What is holiness?
It’s a slippery quality to define.
In the Torah we first hear of holiness in chapter two of Genesis, when God declares the seventh day, the Sabbath day, kadosh, holy. A special time. A time apart from other days. A time to do things differently.
From there it’s applied to many other things: to the whole and various parts of the Children of Israel; to the altar built in the wilderness, the sacrifices offered upon the altar and the many tools, furnishings and vessels associated with it; the priests and their garments; other special days; and so on.
But what does “holy” mean?
At its most basic, it means better or higher than ordinary, extraordinary. For those of us who are on speaking terms with God, to be holy means to draw near to God, to walk in God’s ways.
But even for those of us who struggle with God language or whose theology (or atheology) simply doesn’t allow for this sort of a relationship with God, we can relate to the idea of something special, different, elevated, sacred; worthy of veneration. Holy.
The dedication of a new Torah scroll ranks among the holiest moments in the life of a Jewish congregation. Why? First, taking a new scroll into our arms, into our ark, we recall Sinai, the original matan Torah, the giving of the Torah, that mythical moment (according to tradition, we all were there) when we became a people, a community of faith, committed to God’s covenant. Second, there is no object more sacred in Jewish tradition than a Torah scroll. We treat the physical artifact with reverence, almost as a living being: dressing it elaborately; rising in its presence; reading from it with ceremony; even, at times, kissing, hugging, or dancing with it.
But perhaps most importantly, we encounter holiness when we dedicate a new scroll because the Torah itself tells us how and what it means to be holy.
Along the way to telling the story of the origins of Judaism and the Jewish people, the Torah also records our earliest brushes with holiness: in both time and space; in our relationships, whether with human beings, other critters, the natural world, God, or our own being; in our behavior at work and at play, at home and abroad.

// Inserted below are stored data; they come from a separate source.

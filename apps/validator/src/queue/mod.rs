//! Redis-backed job queue.
//!
//! Tasks are JSON payloads on the `analysis_queue` list (RPUSH / BLPOP). Each task
//! has a status document under `analysis_task:<task_id>` that the job-status
//! endpoint reads. A blocking BLPOP holds its connection, so every worker should
//! own its own `RedisJobQueue`.

pub mod worker;

use std::time::Duration;

use async_trait::async_trait;
use redis::aio::MultiplexedConnection;
use serde::{Deserialize, Serialize};
use thiserror::Error;
use tracing::info;
use uuid::Uuid;

use crate::pipeline::{AnalysisJob, PipelineResult, PipelineStatus};

pub use worker::AnalysisWorker;

pub const QUEUE_KEY: &str = "analysis_queue";

/// Status documents expire a day after their last update.
const STATUS_TTL_SECS: u64 = 24 * 60 * 60;

pub fn task_key(task_id: Uuid) -> String {
    format!("analysis_task:{task_id}")
}

#[derive(Debug, Error)]
pub enum QueueError {
    #[error("Redis error: {0}")]
    Redis(#[from] redis::RedisError),

    #[error("Invalid task payload: {0}")]
    Encoding(#[from] serde_json::Error),
}

#[derive(Debug, Clone, Copy, PartialEq, Eq, Serialize, Deserialize)]
#[serde(rename_all = "lowercase")]
pub enum TaskState {
    Queued,
    Started,
    Finished,
    Failed,
}

#[derive(Debug, Clone, PartialEq, Serialize, Deserialize)]
pub struct TaskStatus {
    pub status: TaskState,
    /// Set once the pipeline has run.
    pub result: Option<PipelineResult>,
}

impl TaskStatus {
    pub fn queued() -> Self {
        Self {
            status: TaskState::Queued,
            result: None,
        }
    }

    pub fn started() -> Self {
        Self {
            status: TaskState::Started,
            result: None,
        }
    }

    /// Final status; the task state mirrors the pipeline outcome.
    pub fn completed(result: PipelineResult) -> Self {
        let status = match result.status {
            PipelineStatus::Finished => TaskState::Finished,
            PipelineStatus::Failed => TaskState::Failed,
        };
        Self {
            status,
            result: Some(result),
        }
    }
}

/// Queue payload.
#[derive(Debug, Clone, PartialEq, Serialize, Deserialize)]
pub struct QueuedTask {
    pub task_id: Uuid,
    pub job: AnalysisJob,
}

#[async_trait]
pub trait JobQueue: Send + Sync {
    /// Queues `job` and returns its task id.
    async fn enqueue(&self, job: AnalysisJob) -> Result<Uuid, QueueError>;

    /// `None` for unknown (or expired) task ids.
    async fn fetch_status(&self, task_id: Uuid) -> Result<Option<TaskStatus>, QueueError>;

    /// Waits up to `timeout` for the next task.
    async fn dequeue(&self, timeout: Duration) -> Result<Option<QueuedTask>, QueueError>;

    async fn set_status(&self, task_id: Uuid, status: &TaskStatus) -> Result<(), QueueError>;
}

#[derive(Clone)]
pub struct RedisJobQueue {
    connection: MultiplexedConnection,
}

impl RedisJobQueue {
    pub async fn connect(client: &redis::Client) -> Result<Self, QueueError> {
        let connection = client.get_multiplexed_async_connection().await?;
        Ok(Self { connection })
    }
}

#[async_trait]
impl JobQueue for RedisJobQueue {
    async fn enqueue(&self, job: AnalysisJob) -> Result<Uuid, QueueError> {
        let task_id = Uuid::new_v4();
        let job_id = job.id;
        let payload = serde_json::to_string(&QueuedTask { task_id, job })?;

        self.set_status(task_id, &TaskStatus::queued()).await?;

        let mut connection = self.connection.clone();
        redis::cmd("RPUSH")
            .arg(QUEUE_KEY)
            .arg(payload)
            .query_async::<_, ()>(&mut connection)
            .await?;

        info!(task_id = %task_id, job_id = %job_id, "Enqueued analysis task");
        Ok(task_id)
    }

    async fn fetch_status(&self, task_id: Uuid) -> Result<Option<TaskStatus>, QueueError> {
        let mut connection = self.connection.clone();
        let raw: Option<String> = redis::cmd("GET")
            .arg(task_key(task_id))
            .query_async(&mut connection)
            .await?;
        raw.map(|raw| serde_json::from_str(&raw))
            .transpose()
            .map_err(QueueError::from)
    }

    async fn dequeue(&self, timeout: Duration) -> Result<Option<QueuedTask>, QueueError> {
        let mut connection = self.connection.clone();
        let popped: Option<(String, String)> = redis::cmd("BLPOP")
            .arg(QUEUE_KEY)
            .arg(timeout.as_secs_f64())
            .query_async(&mut connection)
            .await?;

        match popped {
            Some((_, payload)) => Ok(Some(serde_json::from_str(&payload)?)),
            None => Ok(None),
        }
    }

    async fn set_status(&self, task_id: Uuid, status: &TaskStatus) -> Result<(), QueueError> {
        let mut connection = self.connection.clone();
        redis::cmd("SET")
            .arg(task_key(task_id))
            .arg(serde_json::to_string(status)?)
            .arg("EX")
            .arg(STATUS_TTL_SECS)
            .query_async::<_, ()>(&mut connection)
            .await?;
        Ok(())
    }
}
#![forbid(unsafe_code)]

//! Bounded "first N items" mirror of an observable list.
//!
//! # Design
//!
//! A [`BoundedMirror<T>`] subscribes to a [`ListSource`] and keeps its own
//! [`ObservableList`] equal to the first `capacity` items of that source.
//! Every source change is translated by [`MirrorWindow::plan`] into at most
//! two positional steps against the mirror. Those steps are applied one by
//! one and re-emitted to the mirror's own subscribers, so a mirror can itself
//! be observed (or mirrored again).
//!
//! When a transition both evicts and admits an item, the eviction
//! (`Removed { index: capacity - 1 }`) is emitted first. The mirror therefore
//! never holds more than `capacity` items, even between the two steps.
//!
//! # Invariants
//!
//! 1. After each source notification is handled,
//!    `mirror == source[..min(capacity, source.len())]`.
//! 2. Only `Reset` reads more than one source item; every other transition
//!    touches at most the item at `capacity - 1` or the moved item.
//! 3. Forwarded steps replayed in order onto a copy of the mirror reproduce
//!    the mirror (a `Reset` requires re-reading it).
//!
//! # Failure Modes
//!
//! - **Source delivers out-of-order, dropped, or duplicated notifications**:
//!   undetectable; the mirror silently diverges. Index bounds are checked
//!   with `debug_assert!` only.

use smallvec::SmallVec;

use super::change::ListChange;
use super::observable_list::{ListSource, ObservableList, Subscription};
use crate::config::MirrorConfig;
use crate::error::Result;

/// Steps produced for one source change. Never more than two.
pub type MirrorSteps<T> = SmallVec<[ListChange<T>; 2]>;

/// Capacity and current length of a mirror: everything the transition
/// table needs besides the change and the source contents.
#[derive(Debug, Clone, Copy, PartialEq, Eq)]
pub struct MirrorWindow {
    pub capacity: usize,
    pub len: usize,
}

impl MirrorWindow {
    #[must_use]
    pub const fn new(capacity: usize, len: usize) -> Self {
        Self { capacity, len }
    }

    /// Whether `index` falls inside `[0, capacity)`.
    #[must_use]
    pub const fn contains(self, index: usize) -> bool {
        index < self.capacity
    }

    const fn is_full(self) -> bool {
        self.len >= self.capacity
    }

    /// Translate one source change into mirror steps.
    ///
    /// `source` is the post-mutation source contents.
    #[must_use]
    pub fn plan<T: Clone>(self, change: &ListChange<T>, source: &[T]) -> MirrorSteps<T> {
        match change {
            ListChange::Inserted { index, item } => self.on_inserted(*index, item, source),
            ListChange::Moved { from, to } => self.on_moved(*from, *to, source),
            ListChange::Removed { index } => self.on_removed(*index, source),
            ListChange::Replaced { index, item } => self.on_replaced(*index, item, source),
            ListChange::Reset => self.on_reset(),
        }
    }

    /// `Inserted(i)`: inside the window, evict the last slot when full and
    /// insert at `i`; outside, no-op.
    pub fn on_inserted<T: Clone>(self, index: usize, item: &T, source: &[T]) -> MirrorSteps<T> {
        debug_assert!(index < source.len(), "inserted index {index} past source end");
        let mut steps = MirrorSteps::new();
        if !self.contains(index) {
            return steps;
        }
        debug_assert!(index <= self.len, "inserted index {index} skips mirror slots");
        if self.is_full() {
            steps.push(ListChange::Removed {
                index: self.capacity - 1,
            });
        }
        steps.push(ListChange::Inserted {
            index,
            item: item.clone(),
        });
        steps
    }

    /// `Moved(from, to)`: reorder inside the window, drop and refill when
    /// leaving it, evict and admit when entering it, otherwise no-op.
    pub fn on_moved<T: Clone>(self, from: usize, to: usize, source: &[T]) -> MirrorSteps<T> {
        debug_assert!(
            from < source.len() && to < source.len(),
            "move {from} -> {to} out of bounds for source of length {}",
            source.len()
        );
        let mut steps = MirrorSteps::new();
        if from == to {
            return steps;
        }
        match (self.contains(from), self.contains(to)) {
            (true, true) => steps.push(ListChange::Moved { from, to }),
            (true, false) => {
                steps.push(ListChange::Removed { index: from });
                self.refill_last(source, &mut steps);
            }
            (false, true) => {
                if self.is_full() {
                    steps.push(ListChange::Removed {
                        index: self.capacity - 1,
                    });
                }
                steps.push(ListChange::Inserted {
                    index: to,
                    item: source[to].clone(),
                });
            }
            (false, false) => {}
        }
        steps
    }

    /// `Removed(i)`: inside the window, remove `i` and refill from
    /// `source[capacity - 1]` when it exists; outside, no-op.
    pub fn on_removed<T: Clone>(self, index: usize, source: &[T]) -> MirrorSteps<T> {
        debug_assert!(index <= source.len(), "removed index {index} past source end");
        let mut steps = MirrorSteps::new();
        if !self.contains(index) {
            return steps;
        }
        debug_assert!(index < self.len, "removed index {index} not in mirror");
        steps.push(ListChange::Removed { index });
        self.refill_last(source, &mut steps);
        steps
    }

    /// `Replaced(i)`: overwrite slot `i` inside the window; outside, no-op.
    pub fn on_replaced<T: Clone>(self, index: usize, item: &T, source: &[T]) -> MirrorSteps<T> {
        debug_assert!(index < source.len(), "replaced index {index} past source end");
        let mut steps = MirrorSteps::new();
        if self.contains(index) {
            steps.push(ListChange::Replaced {
                index,
                item: item.clone(),
            });
        }
        steps
    }

    /// `Reset`: clear and refill from the leading source items.
    pub fn on_reset<T: Clone>(self) -> MirrorSteps<T> {
        let mut steps = MirrorSteps::new();
        steps.push(ListChange::Reset);
        steps
    }

    /// Leading slice of `source` that belongs in the mirror.
    #[must_use]
    pub fn visible<T>(self, source: &[T]) -> &[T] {
        &source[..source.len().min(self.capacity)]
    }

    // After one mirror slot was vacated, pull in whatever now sits at the
    // last visible source position.
    fn refill_last<T: Clone>(self, source: &[T], steps: &mut MirrorSteps<T>) {
        if let Some(item) = source.get(self.capacity - 1) {
            steps.push(ListChange::Inserted {
                index: self.capacity - 1,
                item: item.clone(),
            });
        }
    }
}

/// The first `capacity` items of a source list, kept in sync incrementally.
///
/// Dropping the mirror unsubscribes it from its source.
pub struct BoundedMirror<T> {
    output: ObservableList<T>,
    capacity: usize,
    _subscription: Subscription,
}

impl<T: std::fmt::Debug> std::fmt::Debug for BoundedMirror<T> {
    fn fmt(&self, f: &mut std::fmt::Formatter<'_>) -> std::fmt::Result {
        f.debug_struct("BoundedMirror")
            .field("capacity", &self.capacity)
            .field("output", &self.output)
            .finish_non_exhaustive()
    }
}

impl<T: Clone + 'static> BoundedMirror<T> {
    /// Mirror the first `capacity` items of `source`.
    ///
    /// Fails with a configuration error when `capacity` is zero.
    pub fn new(source: &impl ListSource<T>, capacity: usize) -> Result<Self> {
        Self::with_config(source, &MirrorConfig { capacity })
    }

    /// Mirror the first `config.capacity` items of `source`.
    pub fn with_config(source: &impl ListSource<T>, config: &MirrorConfig) -> Result<Self> {
        config.validate()?;
        let capacity = config.capacity;

        let initial = source.with_items(|items| {
            MirrorWindow::new(capacity, items.len())
                .visible(items)
                .to_vec()
        });
        tracing::debug!(message = "mirror.attach", capacity, initial_len = initial.len());

        let output = ObservableList::from_vec(initial);
        let target = output.clone();
        let subscription = source.subscribe_changes(move |change, items| {
            let window = MirrorWindow::new(capacity, target.len());
            let steps = window.plan(change, items);
            tracing::trace!(
                message = "mirror.apply",
                kind = change.kind(),
                steps = steps.len()
            );
            for step in steps {
                target.apply(step, || {
                    let refill = window.visible(items).to_vec();
                    tracing::debug!(message = "mirror.reset", capacity, len = refill.len());
                    refill
                });
            }
        });

        Ok(Self {
            output,
            capacity,
            _subscription: subscription,
        })
    }

    /// Snapshot of the mirrored items.
    #[must_use]
    pub fn mirror(&self) -> Vec<T> {
        self.output.to_vec()
    }

    /// Access the mirrored items by reference without cloning.
    pub fn with<R>(&self, f: impl FnOnce(&[T]) -> R) -> R {
        self.output.with(f)
    }

    #[must_use]
    pub fn get(&self, index: usize) -> Option<T> {
        self.output.get(index)
    }

    #[must_use]
    pub fn len(&self) -> usize {
        self.output.len()
    }

    #[must_use]
    pub fn is_empty(&self) -> bool {
        self.output.is_empty()
    }

    #[must_use]
    pub const fn capacity(&self) -> usize {
        self.capacity
    }

    /// Number of steps applied to the mirror since construction.
    #[must_use]
    pub fn version(&self) -> u64 {
        self.output.version()
    }

    /// Observe the mirror's own changes.
    pub fn subscribe(&self, callback: impl Fn(&ListChange<T>, &[T]) + 'static) -> Subscription {
        self.output.subscribe(callback)
    }
}

impl<T> Drop for BoundedMirror<T> {
    fn drop(&mut self) {
        tracing::debug!(message = "mirror.detach", capacity = self.capacity);
    }
}

impl<T: Clone + 'static> ListSource<T> for BoundedMirror<T> {
    fn with_items<R>(&self, f: impl FnOnce(&[T]) -> R) -> R {
        self.with(f)
    }

    fn subscribe_changes(
        &self,
        callback: impl Fn(&ListChange<T>, &[T]) + 'static,
    ) -> Subscription {
        self.subscribe(callback)
    }
}

// ---------------------------------------------------------------------------
// Tests
// ---------------------------------------------------------------------------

The Torah gives us lots of specific rules and examples: honor your parents; take care of your body; keep fair weights and measures and pay your workers on time; welcome the stranger, feed the hungry, clothe the naked. This is what God wants. This is what it means to be holy. Taken together, though, the message is clearly larger than the sum of these discrete parts. Torah teaches us that it is possible to find holiness not only on Sabbaths and feast days, in worship or ceremony, but in every moment, in everything we do.
Given that we are imperfect human beings, few if any of us will ever achieve this ideal. Most of us, from time to time, get distracted, discouraged, defensive, or just plain bored. We have our abject moments, when we succumb to the pain and chaos of the world, and question life’s meaning. Even then, the Torah reminds any who will listen: the potential for holiness is everywhere, and always.
Even in Auschwitz, stories survive of men and women finding ways to lift one another’s spirits, to transcend their surroundings, to achieve holiness. Should it surprise us, then, to find the same in Oklahoma and Boston; after hurricanes, earthquakes, and mass shootings; in execution chambers and in war; not to mention in supermarket queues and at stoplights? A seed of holiness lies at the heart of every single moment of our lives, whether terrible, wonderful or mundane. We are God’s catalysts. We must choose to plant and nurture those seeds. The Torah—and life—teaches us this.
The dedication of our congregation’s second Torah scroll, this special and joyous moment, reminds us of our talent and obligation—not only at such peak occasions, but with every heartbeat and in every season of our lives, from Shabbat to Shabbat, from one trash collection day to the next, from family to strangers, and everyone, everything, every time in between—to seek and do holiness. To be holy.